GitHub Actions Playwright CI/CD Jira Claude Code AI Agents Test Automation TypeScript

Self-Diagnosing CI: Auto-Creating Jira Tickets and Running a Playwright Healer Agent in GitHub Actions

Paul Yardley 14 min read

A CI test failure on its own tells you almost nothing useful. You get a red badge, a vague “3 tests failed” notification, and the implicit expectation that someone will eventually dig into the logs and figure out what happened. In a project where the test suite covers a Streamlit application backed by a six-agent AI pipeline, “someone eventually digging in” wasn’t going to be sustainable.

I wanted two things: a Jira ticket created automatically whenever the Playwright suite failed, with enough detail to triage without opening the Actions log; and a healer agent that would attempt to diagnose and fix the failing tests before a human even saw the notification. The implementation took about a week of iterative debugging, and the journey from initial commit to something reliable taught me more about the limits of agentic code generation than the feature itself.

Part One: Auto-Creating Jira Tickets

The starting point was a Node script — scripts/create-jira-failure.js — that the workflow runs after test failure.

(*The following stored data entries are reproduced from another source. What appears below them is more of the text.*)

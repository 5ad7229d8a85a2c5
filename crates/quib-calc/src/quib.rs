//! 依賴節點（Quib）

use std::fmt;

use indexmap::{IndexMap, IndexSet};
use quib_cache::Cache;
use quib_core::{CacheMode, PathStep, Value};

use crate::overrider::Overrider;
use crate::registry::FunctionId;
use crate::template::AssignmentTemplate;

/// 節點在圖中的代號（含世代，用於偵測已回收的節點）
#[derive(Debug, Clone, Copy, PartialEq, Eq, Hash, PartialOrd, Ord)]
pub struct NodeId {
    pub index: u32,
    pub generation: u32,
}

impl fmt::Display for NodeId {
    fn fmt(&self, f: &mut fmt::Formatter<'_>) -> fmt::Result {
        write!(f, "#{}", self.index)
    }
}

/// 函數參數：節點、字面值，或可再巢狀的序列
#[derive(Debug, Clone, PartialEq)]
pub enum Arg {
    Quib(NodeId),
    Value(Value),
    List(Vec<Arg>),
}

impl Arg {
    /// 參數樹中直接或間接引用的所有節點
    pub fn quibs(&self) -> Vec<NodeId> {
        let mut out = Vec::new();
        self.collect_quibs(&mut out);
        out
    }

    fn collect_quibs(&self, out: &mut Vec<NodeId>) {
        match self {
            Arg::Quib(id) => out.push(*id),
            Arg::Value(_) => {}
            Arg::List(items) => items.iter().for_each(|a| a.collect_quibs(out)),
        }
    }

    pub fn contains(&self, id: NodeId) -> bool {
        match self {
            Arg::Quib(q) => *q == id,
            Arg::Value(_) => false,
            Arg::List(items) => items.iter().any(|a| a.contains(id)),
        }
    }
}

impl From<NodeId> for Arg {
    fn from(id: NodeId) -> Self {
        Arg::Quib(id)
    }
}

impl From<Value> for Arg {
    fn from(value: Value) -> Self {
        Arg::Value(value)
    }
}

impl From<f64> for Arg {
    fn from(value: f64) -> Self {
        Arg::Value(Value::Float(value))
    }
}

impl From<Vec<Arg>> for Arg {
    fn from(items: Vec<Arg>) -> Self {
        Arg::List(items)
    }
}

/// 節點如何產生值
#[derive(Debug, Clone)]
pub enum Recipe {
    /// 輸入節點：值就是字面值
    Source(Value),
    /// 呼叫已註冊的函數
    Call {
        func: FunctionId,
        args: Vec<Arg>,
        kwargs: IndexMap<String, Arg>,
    },
    /// 元素存取 `source[key]`
    Item { source: Arg, key: PathStep },
}

impl Recipe {
    /// 直接或間接引用的父節點（去重，保持順序）
    pub fn parents(&self) -> Vec<NodeId> {
        let all: Vec<NodeId> = match self {
            Recipe::Source(_) => Vec::new(),
            Recipe::Call { args, kwargs, .. } => args
                .iter()
                .chain(kwargs.values())
                .flat_map(Arg::quibs)
                .collect(),
            Recipe::Item { source, .. } => source.quibs(),
        };
        all.into_iter().collect::<IndexSet<_>>().into_iter().collect()
    }

    pub fn describe(&self) -> String {
        match self {
            Recipe::Source(v) => format!("source<{}>", v.kind_name()),
            Recipe::Call { func, .. } => func.to_string(),
            Recipe::Item { key, .. } => format!("getitem{}", key),
        }
    }
}

/// 依賴圖節點
#[derive(Debug, Clone)]
pub struct Quib {
    pub(crate) name: Option<String>,
    pub(crate) recipe: Recipe,
    pub(crate) cache: Option<Cache>,
    pub(crate) cache_mode: CacheMode,
    pub(crate) overrider: Overrider,
    pub(crate) allow_overriding: bool,
    pub(crate) template: Option<AssignmentTemplate>,
    pub(crate) is_graphics: bool,
    /// 子節點代號（不擁有子節點）
    pub(crate) children: IndexSet<NodeId>,
    pub(crate) evaluations: usize,
}

impl Quib {
    pub(crate) fn new(recipe: Recipe, cache_mode: CacheMode, allow_overriding: bool) -> Self {
        Self {
            name: None,
            recipe,
            cache: None,
            cache_mode,
            overrider: Overrider::new(),
            allow_overriding,
            template: None,
            is_graphics: false,
            children: IndexSet::new(),
            evaluations: 0,
        }
    }

    pub fn name(&self) -> Option<&str> {
        self.name.as_deref()
    }

    pub fn recipe(&self) -> &Recipe {
        &self.recipe
    }

    pub fn overrider(&self) -> &Overrider {
        &self.overrider
    }

    pub fn allows_overriding(&self) -> bool {
        self.allow_overriding
    }

    pub fn is_graphics(&self) -> bool {
        self.is_graphics
    }

    pub fn cache_mode(&self) -> CacheMode {
        self.cache_mode
    }

    /// 函數被實際執行的次數
    pub fn evaluations(&self) -> usize {
        self.evaluations
    }

    pub fn children(&self) -> impl Iterator<Item = NodeId> + '_ {
        self.children.iter().copied()
    }

    /// 日誌用的標籤
    pub fn label(&self, id: NodeId) -> String {
        match &self.name {
            Some(name) => format!("{}{}", name, id),
            None => format!("{}{}", self.recipe.describe(), id),
        }
    }
}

The Jira Cloud REST API v3 uses Atlassian Document Format (ADF) for rich text rather than plain Markdown, which means building a JSON document tree rather than formatting a string:

function buildDescription(failures, runUrl) {
  return {
    type: 'doc',
    version: 1,
    content: [
      {
        type: 'paragraph',
        content: [
          { type: 'text', text: 'GitHub Actions run: ' },
          { type: 'text', text: runUrl,
            marks: [{ type: 'link', attrs: { href: runUrl } }] },
        ],
      },
      {
        type: 'bulletList',
        content: failures.map(f => ({
          type: 'listItem',
          content: [{ type: 'paragraph', content: [
            { type: 'text', text: f.title, marks: [{ type: 'strong' }] },
            { type: 'hardBreak' },
            { type: 'text', text: f.error, marks: [{ type: 'code' }] },
          ]}],
        })),
      },
    ],
  };
}

The script reads test-results/results.json (written by Playwright’s JSON reporter), extracts the failed test titles and error messages, creates a Bug issue via the REST API, and then attaches the raw screenshots, traces, and results JSON as file attachments. The issue key gets written to $GITHUB_OUTPUT so downstream steps can reference it.

The result is a structured Bug ticket with a clickable Actions run link and one bullet per failed test, each showing the title and a truncated error message:

Auto-created Jira ticket showing the three TC-04 failures with error messages and a link to the GitHub Actions run

Screenshots, traces, and the raw results.json are attached automatically so anyone triaging the ticket has everything they need without opening the Actions log:

Jira ticket attachments panel showing five attached files — three screenshots, results.json, and last-run.json

The workflow step is straightforward:

- name: Create Jira ticket on test failure
  id: create-jira
  if: failure()
  env:
    JIRA_BASE_URL: ${{ secrets.JIRA_BASE_URL }}
    JIRA_EMAIL: ${{ secrets.JIRA_EMAIL }}
    JIRA_TOKEN: ${{ secrets.JIRA_TOKEN }}
    JIRA_PROJECT_KEY: ${{ secrets.JIRA_PROJECT_KEY }}
    GITHUB_RUN_URL: ${{ github.server_url }}/${{ github.repository }}/actions/runs/${{ github.run_id }}
  run: node scripts/create-jira-failure.js

The Fixes the Initial Version Needed

The first iteration worked locally but failed in CI in three distinct ways.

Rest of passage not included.